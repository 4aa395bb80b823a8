//! Periodic occupancy snapshots into the venue store
//!
//! Polled once per frame. Until the interval has elapsed a poll is a single
//! timestamp comparison. When due, the whole store is read, one entry is
//! appended to the target venue and the whole store is written back.
//!
//! The gate only advances on a successful write, so a failed cycle is
//! retried on the next poll.

use crate::domain::venue::{append_log_entry, find_venue_mut, OccupancyLogEntry};
use crate::io::venue_store::{StoreError, VenueStore};
use chrono::Local;
use std::time::{Duration, Instant};
use tracing::{debug, info, warn};

/// Default interval between occupancy snapshots
pub const DEFAULT_LOG_INTERVAL: Duration = Duration::from_secs(120);

/// Result of a logging poll
#[derive(Debug)]
pub enum LogOutcome {
    /// Entry was appended and the store written
    Logged(OccupancyLogEntry),
    /// Nothing was persisted this poll
    Skipped(SkipReason),
}

#[derive(Debug)]
pub enum SkipReason {
    /// Interval has not elapsed yet
    NotDue,
    /// Store could not be read or written, or the venue is missing or malformed
    Store(StoreError),
}

impl LogOutcome {
    pub fn is_logged(&self) -> bool {
        matches!(self, LogOutcome::Logged(_))
    }
}

/// Time-gated read-modify-write of the target venue's occupancy log
pub struct OccupancyLogger {
    store: VenueStore,
    venue_name: String,
    interval: Duration,
    last_log_time: Instant,
    consecutive_failures: u32,
}

impl OccupancyLogger {
    /// Create a logger whose first snapshot is due one `interval` after `started_at`
    pub fn new(
        store: VenueStore,
        venue_name: impl Into<String>,
        interval: Duration,
        started_at: Instant,
    ) -> Self {
        let venue_name = venue_name.into();
        info!(
            store = %store.path().display(),
            venue = %venue_name,
            interval_secs = %interval.as_secs(),
            "occupancy_logger_initialized"
        );
        Self { store, venue_name, interval, last_log_time: started_at, consecutive_failures: 0 }
    }

    /// Persist a snapshot if the interval has elapsed since the last successful one
    pub fn maybe_log(&mut self, now: Instant, current_count: i64, max_capacity: i64) -> LogOutcome {
        if now.saturating_duration_since(self.last_log_time) < self.interval {
            return LogOutcome::Skipped(SkipReason::NotDue);
        }

        match self.append_entry(current_count, max_capacity) {
            Ok(entry) => {
                self.last_log_time = now;
                if self.consecutive_failures > 0 {
                    info!(failures = %self.consecutive_failures, "occupancy_log_recovered");
                }
                self.consecutive_failures = 0;
                info!(
                    venue = %self.venue_name,
                    date = %entry.date,
                    time = %entry.time,
                    visitor_count = %entry.visitor_count,
                    occupancy_rate = %entry.occupancy_rate,
                    "occupancy_logged"
                );
                LogOutcome::Logged(entry)
            }
            Err(e) => {
                self.consecutive_failures += 1;
                // Retries happen every frame until the store recovers; only
                // the first failure of a streak is worth a warning
                if self.consecutive_failures == 1 {
                    warn!(venue = %self.venue_name, kind = %e.kind(), error = %e, "occupancy_log_failed");
                } else {
                    debug!(
                        venue = %self.venue_name,
                        kind = %e.kind(),
                        failures = %self.consecutive_failures,
                        "occupancy_log_retry_failed"
                    );
                }
                LogOutcome::Skipped(SkipReason::Store(e))
            }
        }
    }

    fn append_entry(&self, current_count: i64, max_capacity: i64) -> Result<OccupancyLogEntry, StoreError> {
        let mut records = self.store.read_all()?;

        let venue = find_venue_mut(&mut records, &self.venue_name)
            .ok_or_else(|| StoreError::VenueNotFound(self.venue_name.clone()))?;

        let entry = OccupancyLogEntry::new(&Local::now(), current_count, max_capacity);
        append_log_entry(venue, &entry).map_err(|reason| StoreError::Malformed {
            venue: self.venue_name.clone(),
            reason,
        })?;

        self.store.write_all(&records)?;
        Ok(entry)
    }

    /// Whole seconds until the next snapshot is due
    pub fn seconds_until_next_log(&self, now: Instant) -> u64 {
        let elapsed = now.saturating_duration_since(self.last_log_time);
        self.interval.saturating_sub(elapsed).as_secs()
    }

    /// Number of failed attempts since the last successful snapshot
    pub fn consecutive_failures(&self) -> u32 {
        self.consecutive_failures
    }

    pub fn venue_name(&self) -> &str {
        &self.venue_name
    }
}
//! Crossing journal - appends every applied crossing to a JSONL file
//!
//! One JSON object per line:
//! `{"ts":1718000000000,"track_id":7,"direction":"entering","source":"live","current_count":12}`
//!
//! The journal is an audit trail only. Write failures are logged and never
//! affect the counts.

use crate::domain::types::{epoch_ms, CrossingDirection, CrossingEvent, CrossingSource, TrackId};
use serde::Serialize;
use std::fs::OpenOptions;
use std::io::Write;
use std::path::Path;
use tracing::{debug, error, info};

/// One journal line
#[derive(Debug, Serialize)]
struct CrossingRecord {
    ts: u64,
    track_id: TrackId,
    direction: CrossingDirection,
    source: CrossingSource,
    current_count: i64,
}

/// Append-only writer for crossing events
pub struct CrossingEgress {
    file_path: String,
}

impl CrossingEgress {
    pub fn new(file_path: &str) -> Self {
        info!(file_path = %file_path, "crossing_journal_initialized");
        Self { file_path: file_path.to_string() }
    }

    /// Append a crossing with the count it produced
    /// Returns true if successful, false otherwise
    pub fn write_crossing(&self, event: &CrossingEvent, current_count: i64) -> bool {
        let record = CrossingRecord {
            ts: epoch_ms(),
            track_id: event.track_id,
            direction: event.direction,
            source: event.source,
            current_count,
        };

        let result = serde_json::to_string(&record)
            .map_err(std::io::Error::from)
            .and_then(|json| self.append_line(&json));

        match result {
            Ok(()) => true,
            Err(e) => {
                error!(
                    track_id = %event.track_id,
                    direction = %event.direction.as_str(),
                    error = %e,
                    "crossing_journal_failed"
                );
                false
            }
        }
    }

    fn append_line(&self, line: &str) -> std::io::Result<()> {
        let path = Path::new(&self.file_path);

        if let Some(parent) = path.parent() {
            if !parent.as_os_str().is_empty() && !parent.exists() {
                std::fs::create_dir_all(parent)?;
            }
        }

        let mut file = OpenOptions::new().create(true).append(true).open(path)?;

        writeln!(file, "{}", line)?;
        debug!(file = %self.file_path, bytes = %line.len(), "crossing_journal_written");

        Ok(())
    }
}

#[cfg(test)]
mod tests {
    use super::*;
    use std::fs;
    use tempfile::tempdir;

    fn event(id: i64, direction: CrossingDirection, source: CrossingSource) -> CrossingEvent {
        CrossingEvent { track_id: TrackId(id), direction, source }
    }

    #[test]
    fn test_write_crossing() {
        let dir = tempdir().unwrap();
        let file_path = dir.path().join("crossings.jsonl");
        let egress = CrossingEgress::new(file_path.to_str().unwrap());

        assert!(egress.write_crossing(
            &event(7, CrossingDirection::Entering, CrossingSource::Live),
            12
        ));

        let content = fs::read_to_string(&file_path).unwrap();
        assert!(content.ends_with('\n'));

        let parsed: serde_json::Value = serde_json::from_str(content.trim()).unwrap();
        assert_eq!(parsed["track_id"], 7);
        assert_eq!(parsed["direction"], "entering");
        assert_eq!(parsed["source"], "live");
        assert_eq!(parsed["current_count"], 12);
        assert!(parsed["ts"].as_u64().unwrap() > 0);
    }

    #[test]
    fn test_append_mode_and_reconciled_source() {
        let dir = tempdir().unwrap();
        let file_path = dir.path().join("crossings.jsonl");
        fs::write(&file_path, "{\"existing\":\"data\"}\n").unwrap();

        let egress = CrossingEgress::new(file_path.to_str().unwrap());
        egress.write_crossing(&event(3, CrossingDirection::Exiting, CrossingSource::Reconciled), -1);

        let content = fs::read_to_string(&file_path).unwrap();
        let lines: Vec<&str> = content.lines().collect();
        assert_eq!(lines.len(), 2);
        assert!(lines[0].contains("existing"));

        let parsed: serde_json::Value = serde_json::from_str(lines[1]).unwrap();
        assert_eq!(parsed["direction"], "exiting");
        assert_eq!(parsed["source"], "reconciled");
        assert_eq!(parsed["current_count"], -1);
    }

    #[test]
    fn test_creates_parent_directories() {
        let dir = tempdir().unwrap();
        let nested_path = dir.path().join("nested").join("dir").join("crossings.jsonl");
        let egress = CrossingEgress::new(nested_path.to_str().unwrap());

        assert!(egress.write_crossing(
            &event(1, CrossingDirection::Entering, CrossingSource::Live),
            1
        ));
        assert!(nested_path.exists());
    }

    #[test]
    fn test_unwritable_path_reports_failure() {
        let dir = tempdir().unwrap();
        // A directory cannot be opened for append
        let egress = CrossingEgress::new(dir.path().to_str().unwrap());
        assert!(!egress.write_crossing(
            &event(1, CrossingDirection::Entering, CrossingSource::Live),
            1
        ));
    }
}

━━━━

WORK TO COMPLETE: Your answer must consist solely of the lines from the top of the entries above through the line containing "between occupancy snapshots", copied exactly, both ends included.

ANSWER SECTION:
repository 4aa395bb80b823a8
//! Periodic occupancy snapshots into the venue store
//!
//! Polled once per frame. Until the interval has elapsed a poll is a single
//! timestamp comparison. When due, the whole store is read, one entry is
//! appended to the target venue and the whole store is written back.
//!
//! The gate only advances on a successful write, so a failed cycle is
//! retried on the next poll.

use crate::domain::venue::{append_log_entry, find_venue_mut, OccupancyLogEntry};
use crate::io::venue_store::{StoreError, VenueStore};
use chrono::Local;
use std::time::{Duration, Instant};
use tracing::{debug, info, warn};

/// Default interval between occupancy snapshots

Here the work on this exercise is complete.